Sam Bankman-Fried Says He Didn’t Commit Fraud

Sam Bankman-Fried said in a Wednesday press appearance that he’s innocent of the fraud allegations surrounding the catastrophic multi-billion-dollar collapse of his cryptocurrency-exchange company.

Since the implosion, the fallen tech genius has been accused of misusing customer funds deposited with FTX to artificially prop up another one of his enterprises: a crypto hedge fund, Alameda Research, which he operated simultaneously while seemingly evading financial ethics scrutiny.

“Bankman-Fried’s trading giant Alameda rests on a foundation largely made up of a coin that a sister company invented, not an independent asset like a fiat currency or another crypto. The situation adds to evidence that the ties between FTX and Alameda are unusually close,” website CoinDesk reported in early November.

Speaking at the New York Times’ Dealbook Summit with Andrew Ross Sorkin, Bankman-Fried insisted that he “didn’t ever try to commit fraud” by laundering FTX monies to support his sister trading firm.

“I was shocked by what happened this month,” he added.

It has been alleged that Bankman-Fried secretly transferred $10 billion of FTX customer funds to Alameda Research, Reuters reported. Alameda reportedly had to scramble to pay lenders back as crypto prices began plummeting. To cover the debts, Alameda allegedly used FTX customer funds, exposing a lack of assets. Bankman-Fried said today that he did not “knowingly co-mingle funds” between Alameda and FTX.
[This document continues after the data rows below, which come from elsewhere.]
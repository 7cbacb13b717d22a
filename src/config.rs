//! Backend selection and graph-level options.
//!
//! ```rust
//! use kvgraph::{BackendKind, GraphConfig, open_graph};
//!
//! let cfg = GraphConfig::memory().with_bucket("social");
//! assert_eq!(cfg.backend, BackendKind::Memory);
//! let graph = open_graph(&cfg)?;
//! # Ok::<(), kvgraph::KvGraphError>(())
//! ```

use std::path::PathBuf;

use crate::{
    connection::Connection,
    errors::Result,
    graph::Graph,
    optimizer::Optimizer,
};

pub const DEFAULT_BUCKET: &str = "graph";

#[derive(Clone, Copy, Debug, Default, PartialEq, Eq)]
pub enum BackendKind {
    /// Process-local, nothing persisted. Each bucket is its own keyspace.
    #[default]
    Memory,
    /// SQLite file (or an in-memory SQLite database when no path is set).
    /// Buckets share one connection and are separated by a bucket column.
    Sqlite,
}

impl BackendKind {
    pub fn parse(value: &str) -> Option<Self> {
        match value {
            "memory" | "mem" => Some(BackendKind::Memory),
            "sqlite" => Some(BackendKind::Sqlite),
            _ => None,
        }
    }
}

#[derive(Clone, Debug, Default, PartialEq, Eq)]
pub struct SqliteConfig {
    pub path: Option<PathBuf>,
}

#[derive(Clone, Debug, PartialEq, Eq)]
pub struct GraphConfig {
    pub backend: BackendKind,
    pub bucket: String,
    /// Apply rewrite rules when planning. Results are identical either way.
    pub optimize: bool,
    pub sqlite: SqliteConfig,
}

impl Default for GraphConfig {
    fn default() -> Self {
        Self {
            backend: BackendKind::Memory,
            bucket: DEFAULT_BUCKET.to_string(),
            optimize: true,
            sqlite: SqliteConfig::default(),
        }
    }
}

impl GraphConfig {
    pub fn new(backend: BackendKind) -> Self {
        Self {
            backend,
            ..Self::default()
        }
    }

    pub fn memory() -> Self {
        Self::new(BackendKind::Memory)
    }

    pub fn sqlite<P: Into<PathBuf>>(path: P) -> Self {
        Self {
            backend: BackendKind::Sqlite,
            sqlite: SqliteConfig {
                path: Some(path.into()),
            },
            ..Self::default()
        }
    }

    pub fn sqlite_in_memory() -> Self {
        Self::new(BackendKind::Sqlite)
    }

    pub fn with_bucket(mut self, bucket: &str) -> Self {
        self.bucket = bucket.to_string();
        self
    }

    pub fn with_optimizer(mut self, enabled: bool) -> Self {
        self.optimize = enabled;
        self
    }

    pub fn optimizer(&self) -> Optimizer {
        if self.optimize {
            Optimizer::default()
        } else {
            Optimizer::without_rewrites()
        }
    }
}

pub fn open_graph(config: &GraphConfig) -> Result<Graph> {
    let connection = Connection::open(config)?;
    let store = connection.bucket(&config.bucket)?;
    tracing::info!(backend = ?config.backend, bucket = %config.bucket, "graph opened");
    Ok(Graph::new(store).with_optimizer(config.optimizer()))
}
“Given the size of the position, I think it was not our intention, it was, in effect, tied together substantially more than I would have ever wanted to be,” he said. He conceded that he did not assign someone to conduct oversight over the extremely intertwined Alameda-FTX relationship, and that he should have.
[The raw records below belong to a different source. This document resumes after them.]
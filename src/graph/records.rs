//! Vertex and edge records on top of a [`KvStore`].

use std::sync::Arc;

use serde_json::{Map, Value};
use uuid::Uuid;

use crate::{
    backend::KvStore,
    diagnostics::{require, warn},
    errors::{ErrorCode, KvGraphError, Result},
    pattern::is_valid_token,
};

use super::keys::{self, ElementKind, ID_KEY, LABEL_KEY};

pub type IdStream = Box<dyn Iterator<Item = Result<String>> + Send>;

#[derive(Clone, Debug, PartialEq, Eq)]
pub struct EdgeEndpoints {
    pub from: Option<String>,
    pub to: Option<String>,
}

/// Element ids are UUIDv7 in simple form: time ordered and sortable as strings.
pub fn new_element_id() -> String {
    Uuid::now_v7().simple().to_string()
}

#[derive(Clone)]
pub struct RecordStore {
    store: Arc<dyn KvStore>,
}

impl RecordStore {
    pub fn new(store: Arc<dyn KvStore>) -> Self {
        Self { store }
    }

    pub fn store(&self) -> &Arc<dyn KvStore> {
        &self.store
    }

    pub fn create_vertex(&self, label: &str) -> Result<String> {
        validate_label(label)?;
        let id = new_element_id();
        let kind = ElementKind::Vertex;
        self.store.create(&keys::element(kind, &id), id.as_bytes())?;
        self.store.create(&keys::label(kind, &id), label.as_bytes())?;
        self.store
            .create(&keys::vertex_label_index(&id, label), b"")?;
        self.store.create(&keys::enumeration(kind, &id), b"")?;
        tracing::debug!(id = %id, label, "vertex created");
        Ok(id)
    }

    /// Both endpoints must exist before an id is allocated.
    pub fn create_edge(&self, label: &str, from: &str, to: &str) -> Result<String> {
        validate_label(label)?;
        validate_endpoint(from)?;
        validate_endpoint(to)?;
        for endpoint in [from, to] {
            if !self.exists(ElementKind::Vertex, endpoint)? {
                return Err(KvGraphError::precondition(
                    ErrorCode::DataEndpointMissing,
                    format!("edge endpoint vertex '{endpoint}' does not exist"),
                ));
            }
        }
        let id = new_element_id();
        let kind = ElementKind::Edge;
        self.store.create(&keys::element(kind, &id), b"")?;
        self.store.create(&keys::label(kind, &id), label.as_bytes())?;
        self.store.create(&keys::edge_from(&id), from.as_bytes())?;
        self.store.create(&keys::edge_to(&id), to.as_bytes())?;
        self.link_edge(&id, label, from, to)?;
        self.store.create(&keys::enumeration(kind, &id), b"")?;
        tracing::debug!(id = %id, label, from, to, "edge created");
        Ok(id)
    }

    pub fn set_property(&self, kind: ElementKind, id: &str, key: &str, value: &Value) -> Result<()> {
        validate_property_key(key)?;
        let encoded = serde_json::to_vec(value)?;
        self.store
            .update(&keys::property(kind, id, key), &encoded)?;
        Ok(())
    }

    pub fn get_property(&self, kind: ElementKind, id: &str, key: &str) -> Result<Option<Value>> {
        match self.store.get(&keys::property(kind, id, key))? {
            Some(entry) => Ok(Some(entry.json_value()?)),
            None => Ok(None),
        }
    }

    pub fn get_label(&self, kind: ElementKind, id: &str) -> Result<Option<String>> {
        Ok(self
            .store
            .get(&keys::label(kind, id))?
            .map(|entry| entry.string()))
    }

    /// All stored properties. `id` and `label` are not properties.
    pub fn properties(&self, kind: ElementKind, id: &str) -> Result<Map<String, Value>> {
        let mut out = Map::new();
        for key in self.store.keys_matching(&keys::property_pattern(kind, id))? {
            let key = key?;
            // Deleted between the scan and the read.
            let Some(entry) = self.store.get(&key)? else {
                continue;
            };
            out.insert(keys::last_token(&key).to_string(), entry.json_value()?);
        }
        Ok(out)
    }

    pub fn exists(&self, kind: ElementKind, id: &str) -> Result<bool> {
        Ok(self.store.get(&keys::element(kind, id))?.is_some())
    }

    /// Endpoint fields are read independently; a dangling edge may have one.
    pub fn edge_endpoints(&self, id: &str) -> Result<EdgeEndpoints> {
        let from = self.store.get(&keys::edge_from(id))?.map(|entry| entry.string());
        let to = self.store.get(&keys::edge_to(id))?.map(|entry| entry.string());
        if from.is_some() != to.is_some() {
            warn(
                ErrorCode::WarnDanglingRecord,
                format!("edge '{id}' has only one endpoint recorded"),
            );
        }
        Ok(EdgeEndpoints { from, to })
    }

    pub fn element_ids(&self, kind: ElementKind) -> Result<IdStream> {
        let stream = self
            .store
            .keys_matching(&keys::enumeration_pattern(kind))?;
        Ok(Box::new(stream.map(|key| {
            key.map(|key| keys::last_token(&key).to_string())
        })))
    }

    pub fn vertices_with_label(&self, label: &str) -> Result<IdStream> {
        let stream = self
            .store
            .keys_matching(&keys::vertex_label_scan(label))?;
        Ok(Box::new(stream.filter_map(|key| match key {
            Ok(key) => keys::token(&key, 1).map(|id| Ok(id.to_string())),
            Err(err) => Some(Err(err)),
        })))
    }
}

pub(crate) fn validate_label(label: &str) -> Result<()> {
    require(
        !label.is_empty(),
        ErrorCode::ArgLabelRequired,
        "label must be a non-empty string",
    )?;
    require(
        is_valid_token(label),
        ErrorCode::ArgInvalidToken,
        format!("label '{label}' must not contain '.', '*', '>' or whitespace"),
    )
}

pub(crate) fn validate_endpoint(id: &str) -> Result<()> {
    require(
        !id.is_empty(),
        ErrorCode::ArgEndpointRequired,
        "edge endpoints must be non-empty vertex ids",
    )?;
    validate_id(id)
}

pub(crate) fn validate_id(id: &str) -> Result<()> {
    require(
        is_valid_token(id),
        ErrorCode::ArgInvalidToken,
        format!("id '{id}' is not a valid key token"),
    )
}

pub(crate) fn validate_property_key(key: &str) -> Result<()> {
    require(
        !key.is_empty(),
        ErrorCode::ArgPropertyKeyRequired,
        "property key must be a non-empty string",
    )?;
    require(
        key != ID_KEY && key != LABEL_KEY,
        ErrorCode::ArgReservedProperty,
        format!("'{key}' is reserved and cannot be set as a property"),
    )?;
    require(
        is_valid_token(key),
        ErrorCode::ArgInvalidToken,
        format!("property key '{key}' must not contain '.', '*', '>' or whitespace"),
    )
}
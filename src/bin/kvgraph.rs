use std::{env, process};

use kvgraph::{
    Graph, KvGraphError,
    client::CommandLineConfig,
    config::open_graph,
    logging::init_logging,
};

fn main() {
    let args: Vec<String> = env::args().collect();
    if args.iter().any(|arg| arg == "--help" || arg == "-h") {
        println!("{}", CommandLineConfig::help());
        return;
    }
    let arg_refs: Vec<&str> = args.iter().map(|s| s.as_str()).collect();
    let config = match CommandLineConfig::from_args(&arg_refs) {
        Ok(cfg) => cfg,
        Err(err) => {
            eprintln!("error: {err}");
            eprint!("{}", CommandLineConfig::help());
            process::exit(2);
        }
    };
    if let Err(err) = init_logging("warn") {
        eprintln!("{err}");
        process::exit(2);
    }

    let graph = match config
        .graph_config()
        .map_err(|e| e.to_string())
        .and_then(|cfg| open_graph(&cfg).map_err(|e| e.to_string()))
    {
        Ok(graph) => graph,
        Err(err) => {
            eprintln!("{err}");
            process::exit(2);
        }
    };

    for query in &config.queries {
        if let Err(err) = run_query(&graph, query, config.explain) {
            eprintln!("query failed: {err}");
            process::exit(1);
        }
    }
}

fn run_query(graph: &Graph, query: &str, explain: bool) -> Result<(), KvGraphError> {
    let traversal = graph.query(query)?;
    if explain {
        println!("{}", traversal.plan()?);
        return Ok(());
    }
    for value in traversal.stream()? {
        println!("{}", value?);
    }
    Ok(())
}
use std::fmt;

use serde::{Deserialize, Serialize};
use thiserror::Error;

/// Stable, machine-readable error codes. The string form never changes once
/// published, hosts match on it.
#[derive(Clone, Copy, Debug, PartialEq, Eq, Hash, Serialize, Deserialize)]
#[serde(rename_all = "SCREAMING_SNAKE_CASE")]
pub enum ErrorCode {
    ChainEmpty,
    ChainOperationNotAllowed,
    ChainUnknownOperation,
    DslSyntax,
    ArgInvalid,
    ArgLabelRequired,
    ArgEndpointRequired,
    ArgInvalidToken,
    ArgReservedProperty,
    ArgPropertyKeyRequired,
    ArgNonScalarValue,
    ArgLimitInvalid,
    DataEndpointMissing,
    KvInvalidPattern,
    KvKeyExists,
    KvStorage,
    KvSerialization,
    InvariantTraverserMismatch,
    InvariantPlanMissingRoot,
    WarnCorruptIndex,
    WarnDanglingRecord,
    WarnCleanupFailed,
    WarnRewriteSkipped,
}

impl ErrorCode {
    pub fn as_str(&self) -> &'static str {
        match self {
            ErrorCode::ChainEmpty => "CHAIN_EMPTY",
            ErrorCode::ChainOperationNotAllowed => "CHAIN_OPERATION_NOT_ALLOWED",
            ErrorCode::ChainUnknownOperation => "CHAIN_UNKNOWN_OPERATION",
            ErrorCode::DslSyntax => "DSL_SYNTAX",
            ErrorCode::ArgInvalid => "ARG_INVALID",
            ErrorCode::ArgLabelRequired => "ARG_LABEL_REQUIRED",
            ErrorCode::ArgEndpointRequired => "ARG_ENDPOINT_REQUIRED",
            ErrorCode::ArgInvalidToken => "ARG_INVALID_TOKEN",
            ErrorCode::ArgReservedProperty => "ARG_RESERVED_PROPERTY",
            ErrorCode::ArgPropertyKeyRequired => "ARG_PROPERTY_KEY_REQUIRED",
            ErrorCode::ArgNonScalarValue => "ARG_NON_SCALAR_VALUE",
            ErrorCode::ArgLimitInvalid => "ARG_LIMIT_INVALID",
            ErrorCode::DataEndpointMissing => "DATA_ENDPOINT_MISSING",
            ErrorCode::KvInvalidPattern => "KV_INVALID_PATTERN",
            ErrorCode::KvKeyExists => "KV_KEY_EXISTS",
            ErrorCode::KvStorage => "KV_STORAGE",
            ErrorCode::KvSerialization => "KV_SERIALIZATION",
            ErrorCode::InvariantTraverserMismatch => "INVARIANT_TRAVERSER_MISMATCH",
            ErrorCode::InvariantPlanMissingRoot => "INVARIANT_PLAN_MISSING_ROOT",
            ErrorCode::WarnCorruptIndex => "WARN_CORRUPT_INDEX",
            ErrorCode::WarnDanglingRecord => "WARN_DANGLING_RECORD",
            ErrorCode::WarnCleanupFailed => "WARN_CLEANUP_FAILED",
            ErrorCode::WarnRewriteSkipped => "WARN_REWRITE_SKIPPED",
        }
    }
}

impl fmt::Display for ErrorCode {
    fn fmt(&self, f: &mut fmt::Formatter<'_>) -> fmt::Result {
        f.write_str(self.as_str())
    }
}

#[derive(Clone, Copy, Debug, PartialEq, Eq, Serialize, Deserialize)]
#[serde(rename_all = "lowercase")]
pub enum ErrorKind {
    Precondition,
    Invariant,
    Backend,
}

#[derive(Debug, Error)]
pub enum KvGraphError {
    #[error("precondition failed [{code}]: {message}")]
    Precondition { code: ErrorCode, message: String },
    #[error("invariant violated [{code}]: {message}")]
    Invariant { code: ErrorCode, message: String },
    #[error("key already exists: {0}")]
    KeyExists(String),
    #[error("storage error: {0}")]
    Storage(String),
    #[error("serialization error: {0}")]
    Serialization(#[from] serde_json::Error),
}

impl KvGraphError {
    pub fn precondition<T: Into<String>>(code: ErrorCode, msg: T) -> Self {
        KvGraphError::Precondition {
            code,
            message: msg.into(),
        }
    }

    pub fn invariant<T: Into<String>>(code: ErrorCode, msg: T) -> Self {
        KvGraphError::Invariant {
            code,
            message: msg.into(),
        }
    }

    pub fn key_exists<T: Into<String>>(key: T) -> Self {
        KvGraphError::KeyExists(key.into())
    }

    pub fn storage<T: Into<String>>(msg: T) -> Self {
        KvGraphError::Storage(msg.into())
    }

    pub fn kind(&self) -> ErrorKind {
        match self {
            KvGraphError::Precondition { .. } => ErrorKind::Precondition,
            KvGraphError::Invariant { .. } => ErrorKind::Invariant,
            KvGraphError::KeyExists(_)
            | KvGraphError::Storage(_)
            | KvGraphError::Serialization(_) => ErrorKind::Backend,
        }
    }

    pub fn code(&self) -> ErrorCode {
        match self {
            KvGraphError::Precondition { code, .. } | KvGraphError::Invariant { code, .. } => *code,
            KvGraphError::KeyExists(_) => ErrorCode::KvKeyExists,
            KvGraphError::Storage(_) => ErrorCode::KvStorage,
            KvGraphError::Serialization(_) => ErrorCode::KvSerialization,
        }
    }

    pub fn is_key_exists(&self) -> bool {
        matches!(self, KvGraphError::KeyExists(_))
    }
}

pub type Result<T> = std::result::Result<T, KvGraphError>;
On the question of his alleged culpability, the crypto entrepreneur was vague: “The real answer is that’s not what I’m focusing on. There’s going to be a time and place for me to sort of think about myself and my own future.”

In mid November, investors went into a panic when Binance, the world’s largest cryptocurrency exchange, suddenly pulled out of acquisition negotiations with FTX after it found red flags in its financial records. Binance warned that “the issues are beyond our control or ability to help.” Binance founder Changpeng Zhao publicly revealed that FTX had liquidity issues, triggering a bank run on the company and a massive credit crunch.

“By late on Nov. 6 we were putting together all of the data . . . that obviously should have been part of the dashboards I was always looking at,” Bankman-Fried said. “And when we looked at that, there was a serious problem there.”

After a meteoric rise that peaked at $32 billion market value, FTX filed for Chapter 11 bankruptcy protection last Friday. By the age of 30, Bankman-Fried amassed an estimated net worth of nearly $25 billion through his crypto ventures, but he lost it all almost overnight in the implosion of the FTX boondoggle.